Facilities & Equipment
The facilities, curriculum, teaching methods and faculty have reached high levels of excellence and effectiveness. In Engineering, we have created project spaces that are flexible, allowing easy access for vehicles and machine movement. In addition, new and remodeled labs have been established for computer networks, parallel and distributed computing, autonomous vehicles, product design and prototype fabrication, manufacturing processes and systems, metrology and rapid prototyping.
Engaging the community of practice has long been a part of a UDM engineering education. Today, that tradition is growing as we increasingly emphasize intense industrial collaboration on student projects and applied research focused on the design and creation of new products, materials and processes.
In recent years, the Engineering and Chemistry Buildings have undergone numerous renovations and updating. Classrooms and lecture halls have been remodeled to accommodate advanced instructional and communication technologies and allow flexible seating for team-oriented activities. Our goal in creating our facilities was to have:
- State-of-the-art instrumentation and computing systems; laboratories and project spaces that support continual movement and modification of full-scale industrial equipment and vehicles;
- A building environment that projects an image of advanced technology and innovation; and
- Teaching and learning spaces that support the use of teamwork and advanced instructional and communication technologies.
- Using renewable energy from solar panels.
Major Learning Centers:
- iNSPIRE Lab Learning Center will serve as a nexus for creative activity, mentoring and undergraduate research.
- Center for Automotive Systems Engineering Education (CASEE) will facilitate hands-on collaboration of engineering disciplines and with industry partners such as Ford Motor Company and General Motors.
- Ford Center for Computing: This facility includes two major labs to support courses in the distributed and parallel processing and networking areas. These labs are located on the third floor of the Engineering Building and will support both the computer science and computer engineering programs. Resources include 45 new computers, with routers, hubs and extensive software for communication and distributed computing.
- Denso Team Design Center: This center has five team workrooms, each with conference table, high-end PC with CATIA and other resources to support team design projects. Engineering and computer science students from their first year through graduate school use these rooms. Teams are able to reserve a room for their regular use. One room will be equipped with a projection system for students to practice their presentations.
- Organic Chemistry Lab: This includes exhaust hoods and an enhanced utility systems.
- Visteon Prototype Center: This Center includes extensive prototyping equipment to create mechanical and electrical systems.
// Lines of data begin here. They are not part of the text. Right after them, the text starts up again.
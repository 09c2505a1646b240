/// Slide-related objects, including the Slide and SlideMaster handles and the
/// deck-level collections built over the root part's id lists.
use crate::opc::constants::relationship_type;
use crate::opc::registry::{Part, PartRef};
use crate::opc::rel::Relationships;
use crate::pml::error::{PmlError, Result};
use crate::pml::id_list::{MasterEntry, SlideEntry, SlideId, SlideIdList};
use crate::pml::shapes::ShapeTree;
use smallvec::SmallVec;

/// A slide in a presentation.
///
/// A read handle over the slide part, exposing the part's content tree and
/// relationship table.
pub struct Slide<'a> {
    /// Handle of the slide part in the registry
    part_ref: PartRef,
    /// Position-independent slide identity
    slide_id: SlideId,
    /// The underlying part
    part: &'a Part,
}

impl<'a> Slide<'a> {
    /// Create a new Slide handle.
    ///
    /// This is typically called internally.
    #[inline]
    pub(crate) fn new(part_ref: PartRef, slide_id: SlideId, part: &'a Part) -> Self {
        Self {
            part_ref,
            slide_id,
            part,
        }
    }

    /// Get the slide id.
    #[inline]
    pub fn slide_id(&self) -> SlideId {
        self.slide_id
    }

    /// Get the registry handle of the slide part.
    #[inline]
    pub fn part_ref(&self) -> PartRef {
        self.part_ref
    }

    /// Get the slide name, derived from the partname.
    pub fn name(&self) -> &str {
        self.part.partname().filename()
    }

    /// Get the content tree of the slide.
    #[inline]
    pub fn shapes(&self) -> &ShapeTree {
        self.part.shapes()
    }

    /// Get the relationship table of the slide part.
    #[inline]
    pub fn rels(&self) -> &Relationships {
        self.part.rels()
    }

    /// Get the number of shapes on the slide.
    #[inline]
    pub fn shape_count(&self) -> usize {
        self.part.shapes().len()
    }
}

/// A slide layout, identified by its part handle.
///
/// Layouts are shared: a new slide binds to one without cloning it, so the
/// handle is a plain copyable reference into the registry.
#[derive(Debug, Clone, Copy, PartialEq, Eq)]
pub struct SlideLayout {
    part: PartRef,
}

impl SlideLayout {
    #[inline]
    pub(crate) fn new(part: PartRef) -> Self {
        Self { part }
    }

    /// Get the registry handle of the layout part.
    #[inline]
    pub fn part_ref(&self) -> PartRef {
        self.part
    }
}

/// The layouts belonging to one slide master, in relationship-id order.
#[derive(Debug, Default)]
pub struct SlideLayouts {
    refs: SmallVec<[PartRef; 4]>,
}

impl SlideLayouts {
    pub(crate) fn new(refs: SmallVec<[PartRef; 4]>) -> Self {
        Self { refs }
    }

    /// Get a layout by index.
    pub fn get(&self, index: usize) -> Option<SlideLayout> {
        self.refs.get(index).copied().map(SlideLayout::new)
    }

    /// Get the number of layouts.
    #[inline]
    pub fn len(&self) -> usize {
        self.refs.len()
    }

    /// Check if the collection is empty.
    #[inline]
    pub fn is_empty(&self) -> bool {
        self.refs.is_empty()
    }

    /// Get an iterator over the layouts in order.
    pub fn iter(&self) -> impl Iterator<Item = SlideLayout> + '_ {
        self.refs.iter().copied().map(SlideLayout::new)
    }
}

/// A slide master in a presentation.
pub struct SlideMaster<'a> {
    /// Handle of the master part in the registry
    part_ref: PartRef,
    /// The underlying part
    part: &'a Part,
}

impl<'a> SlideMaster<'a> {
    #[inline]
    pub(crate) fn new(part_ref: PartRef, part: &'a Part) -> Self {
        Self { part_ref, part }
    }

    /// Get the registry handle of the master part.
    #[inline]
    pub fn part_ref(&self) -> PartRef {
        self.part_ref
    }

    /// Get the content tree of the master.
    #[inline]
    pub fn shapes(&self) -> &ShapeTree {
        self.part.shapes()
    }

    /// Get the relationship table of the master part.
    #[inline]
    pub fn rels(&self) -> &Relationships {
        self.part.rels()
    }

    /// Get the layouts belonging to this master.
    ///
    /// Layouts are the master's internal slide-layout relationships, ordered
    /// by relationship-id number.
    pub fn layouts(&self) -> SlideLayouts {
        let mut ordered: SmallVec<[(u32, PartRef); 4]> = self
            .part
            .rels()
            .iter()
            .filter(|rel| rel.reltype() == relationship_type::SLIDE_LAYOUT)
            .filter_map(|rel| {
                let part = rel.target().part()?;
                Some((rel_id_number(rel.r_id()), part))
            })
            .collect();
        ordered.sort_unstable_by_key(|(number, _)| *number);

        SlideLayouts::new(ordered.into_iter().map(|(_, part)| part).collect())
    }
}

/// Extract the numeric suffix of an "rId{n}" relationship id.
///
/// Ids that don't follow the convention sort last.
fn rel_id_number(r_id: &str) -> u32 {
    if r_id.len() > 3 && &r_id[..3] == "rId" {
        atoi_simd::parse::<u32, false, false>(&r_id.as_bytes()[3..]).unwrap_or(u32::MAX)
    } else {
        u32::MAX
    }
}

/// The ordered slide collection of a deck.
///
/// A façade over the slide id list, materialized lazily by the presentation
/// on first access and cached for its lifetime. Exposes order, length, and
/// index access; the algorithms that must mutate the id list and the part
/// registry together (add, copy, move, remove) live on the presentation.
#[derive(Debug, Default)]
pub struct Slides {
    list: SlideIdList,
}

impl Slides {
    pub(crate) fn new(list: SlideIdList) -> Self {
        Self { list }
    }

    /// Get the number of slides.
    #[inline]
    pub fn len(&self) -> usize {
        self.list.len()
    }

    /// Check if the deck has no slides.
    #[inline]
    pub fn is_empty(&self) -> bool {
        self.list.is_empty()
    }

    /// Get the entry at the given index.
    pub fn get(&self, index: usize) -> Result<&SlideEntry> {
        self.list.get(index)
    }

    /// Get an iterator over the entries in presentation order.
    pub fn iter(&self) -> impl Iterator<Item = &SlideEntry> {
        self.list.iter()
    }

    /// Get mutable access to the underlying id list.
    #[inline]
    pub(crate) fn list_mut(&mut self) -> &mut SlideIdList {
        &mut self.list
    }

    pub(crate) fn into_list(self) -> SlideIdList {
        self.list
    }
}

/// The ordered slide-master collection of a deck.
///
/// Like [`Slides`], materialized lazily by the presentation on first access
/// and cached for its lifetime.
#[derive(Debug, Default)]
pub struct SlideMasters {
    entries: SmallVec<[MasterEntry; 2]>,
}

impl SlideMasters {
    pub(crate) fn new(entries: SmallVec<[MasterEntry; 2]>) -> Self {
        Self { entries }
    }

    /// Get the number of masters.
    #[inline]
    pub fn len(&self) -> usize {
        self.entries.len()
    }

    /// Check if the collection is empty.
    #[inline]
    pub fn is_empty(&self) -> bool {
        self.entries.is_empty()
    }

    /// Get the entry at the given index.
    pub fn get(&self, index: usize) -> Option<&MasterEntry> {
        self.entries.get(index)
    }

    /// Get an iterator over the entries in order.
    pub fn iter(&self) -> impl Iterator<Item = &MasterEntry> {
        self.entries.iter()
    }

    pub(crate) fn into_entries(self) -> SmallVec<[MasterEntry; 2]> {
        self.entries
    }
}

/// Map a collection lookup miss to the index error the caller reported.
pub(crate) fn index_out_of_range<T>(index: usize, len: usize) -> Result<T> {
    Err(PmlError::IndexOutOfRange { index, len })
}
This includes a second 3-dimensional printer and Computer Numerical Control machines that students use throughout their engineering curriculum to transform their ideas into real working systems (ie - students will build prototypes of their designs).
- Manufacturing Processes Lab: This lab has process equipment for forming, welding, casting, injection molding and painting, as well as woodworking for prototype projects.
- Manufacturing Systems Lab: Faculty teach the students the integration of machining, material handling, perception and controls into complete manufacturing systems in this lab.
- Life Science Smart Classroom: This classrooms has extensive multimedia presentation hardware and software and the wireless network and power at all seats to allow easy presentation and transfer of all manner of digitally based materials.
- Physics and Optics laboratories in the Chemistry Building
- Analytical Chemistry laboratories.